La frontière entre les arts s’amenuise dans ce contexte : la forme classique de la BD croise les arts graphiques, au point que le titre complet de cette manifestation qui renoue avec le printemps s’intitule Rencontres du 9e Art, Bande dessinée et arts associés. Opérant le « pas sur le côté » nécessaire à l’observation et à la construction, ce festival invite à porter « un autre regard sur le neuvième art ». Pour ce faire, il confie la programmation aux artistes qui inventent des rencontres, des discussions, des ateliers, des performances, des moments de dédicaces, des parcours atypiques, des découvertes, des confrontations entre les lieux et l’art, des performances graphiques, des happenings. S’élaborera même un jeu de cartes à collectionner ! Aux manettes, huit artistes sont invités cette année, Davor Vrankić, Sergio Mora, Yann Legendre, Camille Lavaud-Benito, Jérémie Fischer, Émilie Gleason, Mister Kern et Olivier Besseron. D’autre part, plus de trente auteurs et auteures venus de plus de sept pays sont invités à cette fête qui tisse avec tant d’inventivité et dans tous les domaines possibles les mots et les images. Paraîtront à cette occasion trois journaux BD « Éditions spéciales » tandis que la Nuit européenne des musées endossera la thématique « Spéciale bande dessinée ».
Des lieux choisis
Carte blanche a été laissée aux artistes pour choisir les lieux qu’ils souhaitaient investir, conjuguant ainsi leur univers à des espaces à l’histoire forte. On retrouve à l’Office de Tourisme les dessins de Yann Legendre qui a fait paraître en septembre 2022 la BD de science-fiction Vega sur un scénario de Serge Lehman : à la fin du XXIe siècle mafias d’État, métropoles insurrectionnelles, séparatismes génétiques, stations spatiales privées entretiennent la Guerre Sourde. Biodiversité et chaos politique sont passés au scalpel au fil des aventures de la docteure Ann Vega… La galerie gothique du Musée des Tapisseries sera livrée aux « magouilles et rififis », véritables « cas de figure » concoctés par Camille Lavaud-Benito.
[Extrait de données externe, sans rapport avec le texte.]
//! In-memory port implementations for application tests

use std::collections::VecDeque;
use std::sync::atomic::{AtomicBool, AtomicU32, Ordering};
use std::sync::Mutex;
use std::time::Duration;

use async_trait::async_trait;
use callsight::{
    CallRecord, CallRepository, CallStats, DomainCategoryPair, DomainError, DomainSpecificRecord,
    InferenceProvider, InferenceRequest, InferenceResponse, NewCallRecord, NewTonalAnalysis,
    PromptRecord, PromptRepository, TokenUsage, TonalAnalysis,
};
use chrono::Utc;

use super::gateway::{Gateway, GatewayConfig};

/// Gateway with millisecond back-off so retry paths stay fast.
pub fn fast_gateway() -> Gateway {
    Gateway::new(GatewayConfig {
        max_attempts: 3,
        backoff_base: Duration::from_millis(1),
        inference_timeout: Duration::from_millis(500),
        storage_timeout: Duration::from_millis(500),
    })
}

/// Inference backend answering from a script, in call order.
///
/// Runs out of script with a non-transient error.
#[derive(Default)]
pub struct ScriptedInference {
    script: Mutex<VecDeque<Result<InferenceResponse, DomainError>>>,
    requests: Mutex<Vec<InferenceRequest>>,
}

impl ScriptedInference {
    pub fn new() -> Self {
        Self::default()
    }

    pub fn reply(self, text: impl Into<String>, input: u32, output: u32) -> Self {
        self.push(Ok(InferenceResponse {
            text: text.into(),
            usage: TokenUsage::new(input, output),
        }))
    }

    pub fn fail(self, error: DomainError) -> Self {
        self.push(Err(error))
    }

    fn push(self, entry: Result<InferenceResponse, DomainError>) -> Self {
        self.script.lock().unwrap().push_back(entry);
        self
    }

    pub fn calls(&self) -> usize {
        self.requests.lock().unwrap().len()
    }

    pub fn requests(&self) -> Vec<InferenceRequest> {
        self.requests.lock().unwrap().clone()
    }
}

#[async_trait]
impl InferenceProvider for ScriptedInference {
    async fn generate(&self, request: &InferenceRequest) -> Result<InferenceResponse, DomainError> {
        self.requests.lock().unwrap().push(request.clone());
        self.script
            .lock()
            .unwrap()
            .pop_front()
            .unwrap_or_else(|| Err(DomainError::Validation("script exhausted".into())))
    }

    fn provider_name(&self) -> &str {
        "scripted"
    }

    fn model_id(&self) -> &str {
        "scripted-model"
    }
}

#[derive(Default)]
pub struct MemoryPromptRepository {
    records: Mutex<Vec<PromptRecord>>,
    pub fail_reads: AtomicBool,
    pub fail_inserts: AtomicBool,
}

impl MemoryPromptRepository {
    pub fn new() -> Self {
        Self::default()
    }

    /// Repository holding the two stock exemplars, ids 1 and 2.
    pub fn seeded() -> Self {
        let repo = Self::new();
        repo.put(
            "healthcare",
            "appointment_scheduling",
            "Extract the appointment date, time and provider.",
        );
        repo.put(
            "insurance",
            "claim_inquiry",
            "Extract the claim number, claim status and amounts.",
        );
        repo
    }

    pub fn put(&self, domain: &str, category: &str, text: &str) -> i64 {
        let mut records = self.records.lock().unwrap();
        let id = records.len() as i64 + 1;
        records.push(PromptRecord {
            id,
            domain: domain.to_string(),
            category: category.to_string(),
            text: text.to_string(),
            created_at: Utc::now(),
        });
        id
    }

    pub fn records(&self) -> Vec<PromptRecord> {
        self.records.lock().unwrap().clone()
    }

    fn check_reads(&self) -> Result<(), DomainError> {
        if self.fail_reads.load(Ordering::SeqCst) {
            return Err(DomainError::Repository("prompts unreadable".into()));
        }
        Ok(())
    }
}

#[async_trait]
impl PromptRepository for MemoryPromptRepository {
    async fn find_by_ids(&self, ids: &[i64]) -> Result<Vec<PromptRecord>, DomainError> {
        self.check_reads()?;
        let records = self.records.lock().unwrap();
        Ok(records
            .iter()
            .filter(|r| ids.contains(&r.id))
            .cloned()
            .collect())
    }

    async fn find_by_pair(
        &self,
        pair: &DomainCategoryPair,
    ) -> Result<Option<PromptRecord>, DomainError> {
        self.check_reads()?;
        let records = self.records.lock().unwrap();
        Ok(records.iter().find(|r| r.pair() == *pair).cloned())
    }

    async fn find_known_pairs(&self) -> Result<Vec<DomainCategoryPair>, DomainError> {
        self.check_reads()?;
        let records = self.records.lock().unwrap();
        let mut pairs: Vec<_> = records.iter().map(PromptRecord::pair).collect();
        pairs.sort();
        pairs.dedup();
        Ok(pairs)
    }

    async fn insert(&self, pair: &DomainCategoryPair, text: &str) -> Result<i64, DomainError> {
        if self.fail_inserts.load(Ordering::SeqCst) {
            return Err(DomainError::Repository("prompt insert refused".into()));
        }
        Ok(self.put(&pair.domain, &pair.category, text))
    }

    async fn count(&self) -> Result<i64, DomainError> {
        self.check_reads()?;
        Ok(self.records.lock().unwrap().len() as i64)
    }
}

#[derive(Default)]
pub struct MemoryCallRepository {
    calls: Mutex<Vec<CallRecord>>,
    domain_specific: Mutex<Vec<DomainSpecificRecord>>,
    tonal: Mutex<Vec<TonalAnalysis>>,
    /// Call inserts time out, a transient failure
    pub fail_call_inserts: AtomicBool,
    pub fail_domain_specific_inserts: AtomicBool,
    pub fail_tonal_inserts: AtomicBool,
    pub call_attempts: AtomicU32,
    pub domain_specific_attempts: AtomicU32,
}

impl MemoryCallRepository {
    pub fn new() -> Self {
        Self::default()
    }

    pub fn calls(&self) -> Vec<CallRecord> {
        self.calls.lock().unwrap().clone()
    }

    pub fn domain_specific(&self) -> Vec<DomainSpecificRecord> {
        self.domain_specific.lock().unwrap().clone()
    }

    pub fn tonal_analyses(&self) -> Vec<TonalAnalysis> {
        self.tonal.lock().unwrap().clone()
    }
}

#[async_trait]
impl CallRepository for MemoryCallRepository {
    async fn insert_call(&self, record: &NewCallRecord) -> Result<i64, DomainError> {
        self.call_attempts.fetch_add(1, Ordering::SeqCst);
        if self.fail_call_inserts.load(Ordering::SeqCst) {
            return Err(DomainError::Timeout("general insert timed out".into()));
        }
        let mut calls = self.calls.lock().unwrap();
        let id = calls.len() as i64 + 1;
        calls.push(CallRecord {
            id,
            file_name: record.file_name.clone(),
            domain: record.domain.clone(),
            category: record.category.clone(),
            metadata: record.metadata.clone(),
            tokens_input: record.tokens_input,
            tokens_output: record.tokens_output,
            total_tokens: record.total_tokens,
            created_at: Utc::now(),
        });
        Ok(id)
    }

    async fn insert_domain_specific(
        &self,
        call_id: i64,
        payload: &serde_json::Value,
    ) -> Result<i64, DomainError> {
        self.domain_specific_attempts.fetch_add(1, Ordering::SeqCst);
        if self.fail_domain_specific_inserts.load(Ordering::SeqCst) {
            return Err(DomainError::Repository("domain_specific insert refused".into()));
        }
        if !self.calls.lock().unwrap().iter().any(|c| c.id == call_id) {
            return Err(DomainError::Repository(format!("foreign key: no call {}", call_id)));
        }
        let mut rows = self.domain_specific.lock().unwrap();
        let id = rows.len() as i64 + 1;
        rows.push(DomainSpecificRecord {
            id,
            call_id,
            data: payload.clone(),
            created_at: Utc::now(),
        });
        Ok(id)
    }

    async fn insert_tonal_analysis(&self, analysis: &NewTonalAnalysis) -> Result<i64, DomainError> {
        if self.fail_tonal_inserts.load(Ordering::SeqCst) {
            return Err(DomainError::Repository("tonal_analysis insert refused".into()));
        }
        let mut rows = self.tonal.lock().unwrap();
        let id = rows.len() as i64 + 1;
        rows.push(TonalAnalysis {
            id,
            call_id: analysis.call_id,
            file_name: analysis.file_name.clone(),
            data: analysis.data.clone(),
            tokens_input: analysis.tokens_input,
            tokens_output: analysis.tokens_output,
            created_at: Utc::now(),
        });
        Ok(id)
    }

    async fn find_call(&self, id: i64) -> Result<Option<CallRecord>, DomainError> {
        Ok(self.calls.lock().unwrap().iter().find(|c| c.id == id).cloned())
    }

    async fn find_domain_specific(
        &self,
        call_id: i64,
    ) -> Result<Option<DomainSpecificRecord>, DomainError> {
        Ok(self
            .domain_specific
            .lock()
            .unwrap()
            .iter()
            .find(|r| r.call_id == call_id)
            .cloned())
    }

    async fn find_tonal_analysis(&self, call_id: i64) -> Result<Option<TonalAnalysis>, DomainError> {
        Ok(self
            .tonal
            .lock()
            .unwrap()
            .iter()
            .find(|r| r.call_id == Some(call_id))
            .cloned())
    }

    async fn stats(&self) -> Result<CallStats, DomainError> {
        Ok(CallStats {
            total_calls: self.calls.lock().unwrap().len() as i64,
            domain_specific_records: self.domain_specific.lock().unwrap().len() as i64,
        })
    }
}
Ses jeux graphiques, sa manière de mélanger faits divers authentiques et éléments factices (faux films, fausses réclames), constituent une œuvre singulière nourrie de l’Histoire et des cultures populaires ainsi que du cinéma des années 1950 à travers Le Consortium des Prairies, qui est une « vraie-fausse » société de production cinématographique.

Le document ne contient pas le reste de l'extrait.